And that’s just way too long.
Hmm…okay…can we do Mexican? If that’s okay with you.
Look at that! I’m so proud of you. And you never have to ask me if Mexican is okay. The answer is always yes. I could eat a burrito every day and never get tired of it.
Good to know. I really just want chips and queso. But I feel like just ordering chips and queso is wrong, like I’m cheating the system, so I’ll get a burrito too.
Ainsley, what do you really want?
The largest chips and queso on the menu. And like one taco.
Then that’s what you’ll get. See you in a few hours.
Can’t wait. But, and I meant to text earlier, but a baby decided that it wanted to be delivered immediately, are you okay?

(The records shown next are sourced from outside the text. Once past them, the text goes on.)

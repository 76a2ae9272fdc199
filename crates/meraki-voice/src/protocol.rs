//! Wire messages for the client transport.
//!
//! One persistent bidirectional WebSocket per session: microphone PCM arrives
//! as binary frames, everything else is JSON text frames. Message kinds and
//! their sequencing mirror what the orchestrator guarantees; the frontend
//! only ever sees these shapes.

use serde::{Deserialize, Serialize};

/// JSON control messages from the client. Raw audio is carried as binary
/// frames, not JSON.
#[derive(Debug, Clone, PartialEq, Serialize, Deserialize)]
#[serde(tag = "type", rename_all = "snake_case")]
pub enum ClientMessage {
    /// Stop listening now and finalize the current transcript.
    Stop,
    /// Drop conversation memory and return to idle.
    Reset,
}

/// Messages relayed to the client.
#[derive(Debug, Clone, PartialEq, Serialize, Deserialize)]
#[serde(tag = "type", rename_all = "snake_case")]
pub enum ServerMessage {
    /// Provisional recognition result, for live display only.
    PartialTranscript { text: String },
    /// Finalized user utterance; closes the listening phase.
    FinalTranscript { text: String },
    /// Incremental assistant text, in generation order.
    AssistantChunk { text: String },
    /// Synthesized audio, base64-encoded, in submission order.
    AudioChunk { audio_base64: String, format: String },
    /// The assistant finished a full turn (text and any audio delivered).
    TurnComplete { text: String },
    /// A failure the user should know about. `kind` is stable
    /// (`transcription`, `generation`, `synthesis`, ...), `message` is human-readable.
    Error { kind: String, message: String },
}

impl ServerMessage {
    pub fn error(kind: impl Into<String>, message: impl Into<String>) -> Self {
        ServerMessage::Error {
            kind: kind.into(),
            message: message.into(),
        }
    }
}

#[cfg(test)]
mod tests {
    use super::*;

    #[test]
    fn client_messages_round_trip() {
        let msg: ClientMessage = serde_json::from_str(r#"{"type":"stop"}"#).unwrap();
        assert_eq!(msg, ClientMessage::Stop);
        let msg: ClientMessage = serde_json::from_str(r#"{"type":"reset"}"#).unwrap();
        assert_eq!(msg, ClientMessage::Reset);
    }

    #[test]
    fn server_messages_are_tagged() {
        let json = serde_json::to_string(&ServerMessage::PartialTranscript {
            text: "hel".into(),
        })
        .unwrap();
        assert!(json.contains(r#""type":"partial_transcript""#));

        let json = serde_json::to_string(&ServerMessage::error("generation", "boom")).unwrap();
        assert!(json.contains(r#""kind":"generation""#));
    }
}
async fn socket_task<S>(
    config: TtsConfig,
    mut ws: S,
    mut commands: mpsc::UnboundedReceiver<TtsCommand>,
    events: mpsc::Sender<SessionEvent>,
    cancel: CancellationToken,
) where
    S: Sink<WsMessage> + Stream<Item = Result<WsMessage, WsError>> + Unpin,
{
    let mut active: Option<ResponseState> = None;
    // Responses at or below this id have been cancelled; their submissions
    // are dropped here, before any network write.
    let mut cancelled_through: Option<u64> = None;
    let mut ledger = UnitLedger::default();
    // Armed between a response's first submit and its first audio frame.
    let mut first_deadline: Option<Instant> = None;

    loop {
        tokio::select! {
            _ = cancel.cancelled() => {
                let _ = ws.close().await;
                return;
            }
            _ = first_audio_stall(first_deadline) => {
                first_deadline = None;
                if let Some(state) = active.take() {
                    warn!(
                        "Synthesis produced no audio within {:?}",
                        config.first_byte_timeout
                    );
                    fail(&events, state.response_id, "no audio before the first-audio deadline")
                        .await;
                }
            }
            cmd = commands.recv() => match cmd {
                Some(TtsCommand::Submit { response_id, index, text }) => {
                    if cancelled_through.is_some_and(|c| response_id <= c) {
                        debug!("dropping post-cancel synthesis unit {} of response {}", index, response_id);
                        continue;
                    }
                    match active {
                        Some(ref mut state) if state.response_id == response_id => {
                            state.submitted = state.submitted.max(index + 1);
                        }
                        _ => {
                            active = Some(ResponseState {
                                response_id,
                                reorder: ReorderBuffer::new(),
                                submitted: index + 1,
                                finished: false,
                            });
                            first_deadline = Some(Instant::now() + config.first_byte_timeout);
                        }
                    }
                    let wire_index = ledger.issue(response_id, index);
                    let payload = serde_json::json!({
                        "context_id": config.context_id,
                        "voice_id": config.voice_id,
                        "format": "MP3",
                        "text": text,
                        "chunk_index": wire_index,
                        "end": false,
                    });
                    if ws.send(WsMessage::Text(payload.to_string())).await.is_err() {
                        fail(&events, response_id, "synthesis socket write failed").await;
                        return;
                    }
                }
                Some(TtsCommand::Finish { response_id }) => {
                    if cancelled_through.is_some_and(|c| response_id <= c) {
                        continue;
                    }
                    if let Some(ref mut state) = active {
                        if state.response_id == response_id {
                            state.finished = true;
                            let payload = serde_json::json!({
                                "context_id": config.context_id,
                                "end": true,
                            });
                            let _ = ws.send(WsMessage::Text(payload.to_string())).await;
                            if state.reorder.released() >= state.submitted {
                                let done = state.response_id;
                                active = None;
                                first_deadline = None;
                                let _ = events.send(SessionEvent::SynthesisDone { id: done }).await;
                            }
                        }
                    }
                }
                Some(TtsCommand::Cancel { response_id }) => {
                    cancelled_through =
                        Some(cancelled_through.map_or(response_id, |c| c.max(response_id)));
                    ledger.forget_through(response_id);
                    if active.as_ref().is_some_and(|s| s.response_id <= response_id) {
                        active = None;
                        first_deadline = None;
                    }
                    let payload = serde_json::json!({
                        "context_id": config.context_id,
                        "clear": true,
                    });
                    let _ = ws.send(WsMessage::Text(payload.to_string())).await;
                }
                None => {
                    let _ = ws.close().await;
                    return;
                }
            },
            frame = ws.next() => match frame {
                Some(Ok(WsMessage::Text(raw))) => {
                    match parse_provider_audio(&raw) {
                        Ok(Some(wire)) => {
                            let Some((response_id, unit_index)) = ledger.resolve(wire.index) else {
                                debug!("dropping unattributable synthesis frame {}", wire.index);
                                continue;
                            };
                            if cancelled_through.is_some_and(|c| response_id <= c) {
                                debug!("dropping audio of cancelled response {}", response_id);
                                continue;
                            }
                            let Some(ref mut state) = active else { continue };
                            if state.response_id != response_id {
                                continue;
                            }
                            first_deadline = None;
                            let chunk = SynthesisChunk { index: unit_index, audio: wire.audio };
                            for released in state.reorder.accept(chunk) {
                                let _ = events
                                    .send(SessionEvent::Synthesis {
                                        id: response_id,
                                        chunk: released,
                                    })
                                    .await;
                            }
                            if state.finished && state.reorder.released() >= state.submitted {
                                active = None;
                                let _ = events.send(SessionEvent::SynthesisDone { id: response_id }).await;
                            }
                        }
                        Ok(None) => {}
                        Err(e) => {
                            first_deadline = None;
                            if let Some(state) = active.take() {
                                fail(&events, state.response_id, &e.to_string()).await;
                            }
                        }
                    }
                }
                Some(Ok(WsMessage::Close(_))) | None => {
                    warn!("Synthesis upstream closed");
                    if let Some(state) = active.take() {
                        fail(&events, state.response_id, "synthesis stream closed mid-response").await;
                    }
                    return;
                }
                Some(Ok(_)) => {}
                Some(Err(e)) => {
                    warn!("Synthesis upstream error: {}", e);
                    if let Some(state) = active.take() {
                        fail(&events, state.response_id, &e.to_string()).await;
                    }
                    return;
                }
            },
        }
    }
}

async fn fail(events: &mpsc::Sender<SessionEvent>, response_id: u64, message: &str) {
    let _ = events
        .send(SessionEvent::SynthesisFailed {
            id: response_id,
            message: message.to_string(),
        })
        .await;
}
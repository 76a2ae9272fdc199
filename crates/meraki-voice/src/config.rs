//! Session configuration and the Meraki persona.

use crate::chunker::ChunkerConfig;
use crate::vad::BargeInConfig;
use std::time::Duration;

/// System persona sent with every generation request. Kept short because the
/// replies are converted to speech.
pub const PERSONA: &str = "\
You are Meraki, a cheerful and funny AI voice companion with the personality \
of a friendly neighborhood Spider-Man: upbeat, quick-witted, a little playful, \
but serious and focused when the topic calls for it. Open casual conversations \
with greetings like \"What's up doc?\". Keep responses concise and natural \
(one or two sentences) since they will be spoken aloud.";

/// Message spoken/shown when generation fails mid-turn.
pub const FALLBACK_TEXT: &str = "I'm having trouble connecting right now. Please try again.";

/// Per-session tunables for the conversation orchestrator.
#[derive(Debug, Clone)]
pub struct SessionConfig {
    /// System persona injected ahead of the remembered turns.
    pub persona: String,

    /// Maximum turns kept in session memory (FIFO eviction).
    pub max_turns: usize,

    /// Barge-in detection over inbound PCM frames.
    pub barge_in: BargeInConfig,

    /// Sentence-boundary chunking of the generation stream.
    pub chunking: ChunkerConfig,

    /// Bounded wait for the first byte of any adapter call.
    pub first_byte_timeout: Duration,
}

impl Default for SessionConfig {
    fn default() -> Self {
        Self {
            persona: PERSONA.to_string(),
            max_turns: 20,
            barge_in: BargeInConfig::default(),
            chunking: ChunkerConfig::default(),
            first_byte_timeout: Duration::from_secs(10),
        }
    }
}

impl SessionConfig {
    /// Build from environment, falling back to defaults per field.
    /// `MERAKI_MAX_TURNS`, `MERAKI_BARGE_IN_SUSTAIN_MS`,
    /// `MERAKI_BARGE_IN_RMS`, `MERAKI_FIRST_BYTE_TIMEOUT_SECS`.
    pub fn from_env() -> Self {
        let mut cfg = Self::default();
        if let Some(n) = env_parse::<usize>("MERAKI_MAX_TURNS") {
            cfg.max_turns = n.max(1);
        }
        if let Some(ms) = env_parse::<u64>("MERAKI_BARGE_IN_SUSTAIN_MS") {
            cfg.barge_in.sustain_ms = ms;
        }
        if let Some(rms) = env_parse::<f32>("MERAKI_BARGE_IN_RMS") {
            cfg.barge_in.rms_threshold = rms;
        }
        if let Some(secs) = env_parse::<u64>("MERAKI_FIRST_BYTE_TIMEOUT_SECS") {
            cfg.first_byte_timeout = Duration::from_secs(secs.max(1));
        }
        cfg
    }
}

fn env_parse<T: std::str::FromStr>(key: &str) -> Option<T> {
    std::env::var(key).ok().and_then(|v| v.trim().parse().ok())
}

I let out a deep sigh, running a hand through my hair in frustration as I sit in front of my locker. Headlines on a Monday morning should be all good, especially when you have another game with a touchdown. But somehow, and completely out of left field, a headline sprang up today in a national publication that I didn’t see coming.

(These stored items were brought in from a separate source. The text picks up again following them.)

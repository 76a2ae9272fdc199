//! Sentence-boundary chunking of the streamed generation text.
//!
//! The generation stream is segmented into sentence-level units as tokens
//! arrive so synthesis can start before the full response exists. The
//! boundary heuristic is a strategy trait so it stays swappable: the default
//! is punctuation-terminal (`.` `!` `?`, trailing quotes included) with a
//! length fallback for long unpunctuated runs.

/// Tunables for the default sentence chunker.
#[derive(Debug, Clone)]
pub struct ChunkerConfig {
    /// Emit a unit at this length even without terminal punctuation.
    pub max_chunk_chars: usize,
    /// Units shorter than this (after trimming) are held for more text,
    /// so "Dr." alone does not fire a synthesis round-trip.
    pub min_chunk_chars: usize,
}

impl Default for ChunkerConfig {
    fn default() -> Self {
        Self {
            max_chunk_chars: 240,
            min_chunk_chars: 4,
        }
    }
}

/// Incremental segmentation strategy over accumulated generation text.
pub trait ChunkStrategy: Send {
    /// Feed newly arrived text; returns every unit completed by it, in order.
    fn push(&mut self, token: &str) -> Vec<String>;

    /// Flush any trailing partial unit (end of response).
    fn flush(&mut self) -> Option<String>;

    /// Discard buffered text (interruption).
    fn reset(&mut self);
}

/// Default strategy: split on sentence-terminal punctuation, with a
/// max-length fallback so unpunctuated streams still pipeline.
#[derive(Debug)]
pub struct SentenceChunker {
    config: ChunkerConfig,
    buffer: String,
}

impl SentenceChunker {
    pub fn new(config: ChunkerConfig) -> Self {
        Self {
            config,
            buffer: String::new(),
        }
    }

    /// Index one past the first complete sentence terminal in `buffer`,
    /// including closing quotes/brackets that follow the punctuation.
    /// Stopping at the first terminal keeps one unit per sentence; the
    /// caller drains repeatedly when a token carries several sentences.
    fn boundary(buffer: &str) -> Option<usize> {
        let mut chars = buffer.char_indices().peekable();
        while let Some((i, c)) = chars.next() {
            if matches!(c, '.' | '!' | '?') {
                let mut stop = i + c.len_utf8();
                while let Some(&(j, next)) = chars.peek() {
                    if matches!(next, '"' | '\'' | ')' | ']' | '.' | '!' | '?') {
                        stop = j + next.len_utf8();
                        chars.next();
                    } else {
                        break;
                    }
                }
                return Some(stop);
            }
        }
        None
    }

    fn drain_complete(&mut self) -> Vec<String> {
        let mut units = Vec::new();
        'sentences: loop {
            let Some(mut stop) = Self::boundary(&self.buffer) else {
                break;
            };
            // Too short to speak on its own ("Dr.", "Hi."): extend to the
            // next sentence terminal, or hold the buffer for more text.
            while self.buffer[..stop].trim().chars().count() < self.config.min_chunk_chars {
                let Some(next) = Self::boundary(&self.buffer[stop..]) else {
                    break 'sentences;
                };
                stop += next;
            }
            let unit = self.buffer[..stop].trim().to_string();
            self.buffer.drain(..stop);
            if !unit.is_empty() {
                units.push(unit);
            }
        }
        // Length fallback: no punctuation in sight but plenty to say.
        while self.buffer.chars().count() >= self.config.max_chunk_chars {
            let split = self
                .buffer
                .char_indices()
                .take(self.config.max_chunk_chars)
                .filter(|(_, c)| c.is_whitespace())
                .map(|(i, _)| i)
                .last()
                .unwrap_or_else(|| {
                    self.buffer
                        .char_indices()
                        .nth(self.config.max_chunk_chars - 1)
                        .map(|(i, c)| i + c.len_utf8())
                        .unwrap_or(self.buffer.len())
                });
            let unit = self.buffer[..split].trim().to_string();
            self.buffer.drain(..split);
            if !unit.is_empty() {
                units.push(unit);
            } else {
                break;
            }
        }
        units
    }
}

impl ChunkStrategy for SentenceChunker {
    fn push(&mut self, token: &str) -> Vec<String> {
        if token.is_empty() {
            return Vec::new();
        }
        self.buffer.push_str(token);
        self.drain_complete()
    }

    fn flush(&mut self) -> Option<String> {
        let trailing = self.buffer.trim().to_string();
        self.buffer.clear();
        if trailing.is_empty() {
            None
        } else {
            Some(trailing)
        }
    }

    fn reset(&mut self) {
        self.buffer.clear();
    }
}

impl Default for SentenceChunker {
    fn default() -> Self {
        Self::new(ChunkerConfig::default())
    }
}

#[cfg(test)]
mod tests {
    use super::*;

    fn chunker() -> SentenceChunker {
        SentenceChunker::default()
    }

    #[test]
    fn emits_on_sentence_terminal() {
        let mut c = chunker();
        assert!(c.push("Hello the").is_empty());
        let units = c.push("re! How are");
        assert_eq!(units, vec!["Hello there!".to_string()]);
        assert!(c.push(" you").is_empty());
        assert_eq!(c.push("?"), vec!["How are you?".to_string()]);
    }

    #[test]
    fn multiple_sentences_in_one_token() {
        let mut c = chunker();
        let units = c.push("One done. Two done! Three pending");
        assert_eq!(units, vec!["One done.".to_string(), "Two done!".to_string()]);
        assert_eq!(c.flush(), Some("Three pending".to_string()));
    }

    #[test]
    fn sentence_burst_yields_one_unit_per_sentence() {
        let mut c = chunker();
        let units = c.push("Alpha done. Beta done! Gamma done? tail");
        assert_eq!(
            units,
            vec![
                "Alpha done.".to_string(),
                "Beta done!".to_string(),
                "Gamma done?".to_string(),
            ]
        );
        assert_eq!(c.flush(), Some("tail".to_string()));
    }

    #[test]
    fn short_sentence_rides_with_the_next() {
        let mut c = chunker();
        assert!(c.push("Hi.").is_empty());
        let units = c.push(" Good morning to you! more");
        assert_eq!(units, vec!["Hi. Good morning to you!".to_string()]);
    }

    #[test]
    fn trailing_quote_stays_with_sentence() {
        let mut c = chunker();
        let units = c.push("She said \"go.\" Then left");
        assert_eq!(units, vec!["She said \"go.\"".to_string()]);
    }

    #[test]
    fn flush_returns_trailing_partial_once() {
        let mut c = chunker();
        c.push("no punctuation here");
        assert_eq!(c.flush(), Some("no punctuation here".to_string()));
        assert_eq!(c.flush(), None);
    }

    #[test]
    fn length_fallback_for_unpunctuated_stream() {
        let mut c = SentenceChunker::new(ChunkerConfig {
            max_chunk_chars: 20,
            min_chunk_chars: 1,
        });
        let units = c.push("aaaa bbbb cccc dddd eeee ffff");
        assert!(!units.is_empty());
        for u in &units {
            assert!(u.chars().count() <= 20);
        }
    }

    #[test]
    fn reset_discards_buffered_text() {
        let mut c = chunker();
        c.push("half a sent");
        c.reset();
        assert_eq!(c.flush(), None);
    }
}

Linc Kincaid’s season might be off to hot start. But let’s not forget the man he is.
The column was a hit piece. Painted me in the worst light possible. Brought up shit that I hadn’t thought about in years.
The problem is nothing in it was wrong. Every one of the things that the clickbait columnist wrote happened in my life. I just thought it was all finally in the past.
He pointed out my past history of fighting. Somehow got confirmation of the fights that I used to get back in high school, which I have no idea who he talked to that knew about those. And of course, he brought up the infamous fight that ended my draft prospects and kept me a bouncing around as a practice squad player for most of my career. He even went into detail about how I started boxing in the off season to make some money, which hardly anyone knows about. As he put it, “once a fighter, always a fighter. So when will we see this side of Linc Kincaid again?”
The man knew everything. And I don’t know how. He didn’t interview me. He didn’t reach out to the media relations team here or any of the coaches. Everything was attributed to a “source who knows Kincaid well,” but for the life of me, I don’tknow who could go by that title and want to see me painted in that light.
Needless to say, it motivated me for a hell of a workout today. But now I just want to put it behind me, go have dinner with Ainsley, and then maybe, if I’m lucky, have her for dessert later.
Yeah. I’m fine. Katie says she’s taking care of it. And the team’s communications team is doing some digging for me. It’s just…I didn’t do anything, and shit like this is still popping up.
I’m so sorry. What can I do?
Nothing. Just be you, and when I bring you food tonight, pretend it’s a normal Monday. Tell me all about whatever craziness your siblings are up to, and I’ll tell you the shenanigans from the road trip.
That I can do.
And…I meant to tell you about all of this. I want to. My past. More than the column went into. It’s just…I hate talking about it.
Whenever you’re ready, I’m here. Always. But also know, whoever you were then is not the man I know today. I know that. Your teammates know that. So everything else? It’s just a bunch of crap.
Only Ainsley can say the word “crap” and make me smile enough to almost snap me out of my funk.
Crap? That’s a borderline bad word, Ainsley Mae.
If you think that’s bad, you should’ve heard what was going through my mind many times last week.
Woman…are you trying to kill me?
Me? That doesn’t sound like something I would do. But I have to go. See you soon.
I’ll get extra queso.
Best “boyfriend” ever!
I stare at the last message she sent, the quotation marks around boyfriend sticking out like a sore thumb.
Obviously she put them there on purpose. The purpose is me. I’ve been the one saying all along that I couldn’t give her more than this. But every day I spend with her—every time I kiss her, every time I taste her, every time she’s in my orbit—I refuse to think about what’s going to happen at the end of this season when she’s not part of my life anymore.